Financial Services: Surface trends and anomalies with governed, auditable access.
Technology: Give product and growth teams self-service answers from data.
Healthcare: Analyze operational and outcome data with strict access controls.
Manufacturing: Monitor production and supply metrics and flag anomalies early.
Professional Services: Track utilization, margins, and project metrics conversationally.
Test on your data and questions. Verify the agent returns correct, explainable answers, accuracy is the whole point.
Confirm support for a semantic layer so metrics are consistent and answers map to trusted definitions.
Check native connectors to your warehouse, databases, and BI tools.
Verify row/column-level access controls, SSO, and compliance for sensitive data.
Look for shown queries and reasoning so analysts can validate AI conclusions.
Understand seat vs. query pricing and how it scales with users and data volume.
Data agents are moving from answering single questions to running multi-step investigations and producing full analyses.
Tighter semantic layers and explainability are making AI-generated insights trustworthy and auditable.
Proactive, agentic monitoring will surface issues and recommended actions before anyone asks.
Buyers should prioritize accuracy, semantic governance, strong access controls, explainability, and transparent data handling.
An AI data analysis agent connects to your data and lets users ask questions in plain language, then generates and runs the queries, returns charts and summaries, and explains the findings. It automates the analytical work, querying, trend and anomaly detection, and narrative explanation, so business users can self-serve answers and analysts focus on deeper work.
Traditional BI requires building dashboards and writing queries; users consume pre-built reports. AI data agents let anyone ask new questions in natural language and get answers, charts, and explanations on demand, and they proactively surface trends and anomalies. The best approach pairs an AI agent with a governed semantic layer so answers stay accurate and consistent.
Treat them as fast, reviewable analysis rather than gospel. AI can produce confident but wrong answers, so choose tools that show the underlying queries and reasoning, ground answers in a semantic model of trusted metrics, and let analysts validate. Accuracy and explainability should be top selection criteria.
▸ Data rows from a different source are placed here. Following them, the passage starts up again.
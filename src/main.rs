use std::sync::Arc;

use anyhow::Context;
use chatlists::{AppState, auth, config::Config, store::SqliteStore};
use tower_sessions::{Expiry, MemoryStore, SessionManagerLayer, cookie::SameSite};
use tracing::info;
use tracing_subscriber::EnvFilter;

#[tokio::main]
async fn main() -> anyhow::Result<()> {
    tracing_subscriber::fmt()
        .with_env_filter(
            EnvFilter::try_from_default_env()
                .unwrap_or_else(|_| EnvFilter::new("info,chatlists=debug,tower_http=debug")),
        )
        .init();

    let config = Config::from_env()?;
    info!(bind = %config.bind_addr, database = %config.database_url, "starting chatlists");

    let session_store = MemoryStore::default();
    let session_layer = SessionManagerLayer::new(session_store)
        .with_secure(config.secure_cookies)
        .with_same_site(SameSite::Lax)
        .with_expiry(Expiry::OnInactivity(time::Duration::minutes(
            config.session_inactivity_minutes,
        )));

    let store = SqliteStore::connect(&config.database_url, config.max_connections)
        .await
        .with_context(|| format!("opening {}", config.database_url))?;

    let clients = match &config.oauth_clients {
        Some(path) => {
            let json = std::fs::read_to_string(path)
                .with_context(|| format!("reading {}", path.display()))?;
            let json: serde_json::Value = serde_json::from_str(&json)?;
            auth::Clients::from_json(&json, &config.public_url).map_err(|e| e.0)?
        }
        None => auth::Clients::default(),
    };
    info!(providers = ?clients.configured(), "federated sign-in");

    let app_state = AppState {
        store: Arc::new(store),
        identity: Arc::new(config.identity(reqwest::Client::new())),
        clients,
    };

    let app = chatlists::router(app_state).layer(session_layer);

    let listener = tokio::net::TcpListener::bind(config.bind_addr).await?;
    info!(addr = %config.bind_addr, "listening");
    axum::serve(listener, app)
        .with_graceful_shutdown(async {
            let _ = tokio::signal::ctrl_c().await;
            info!("received Ctrl+C, shutting down");
        })
        .await?;

    Ok(())
}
Most connect to data warehouses, databases, and BI tools, and work best when your data is reasonably organized and a semantic model defines key metrics. Some can analyze uploaded files or smaller datasets directly, but enterprise use typically assumes a warehouse and governed definitions.
Reputable platforms offer SSO, row- and column-level access controls, encryption, and compliance certifications, ensuring users only see data they're permitted to. Confirm whether your data is used to train shared models and where it's processed, especially for regulated or sensitive data.
A semantic layer defines your metrics, dimensions, and relationships, what 'revenue' or 'active user' actually means, so AI-generated answers map to trusted, consistent definitions. Without it, the agent may interpret questions inconsistently or produce numbers that don't match official reports.
Common models are per-seat subscriptions or usage-based (per query/compute), often with tiers for connectors, governance, and advanced agentic features. Estimate your user count and query volume, and factor in semantic-model setup effort, to compare true cost.
Prioritize answer accuracy and explainability on your data, semantic-layer support and governance, native connectors, security and access controls, and pricing that scales with users and queries. Run a proof of concept on real questions and validate results against known numbers before rolling out.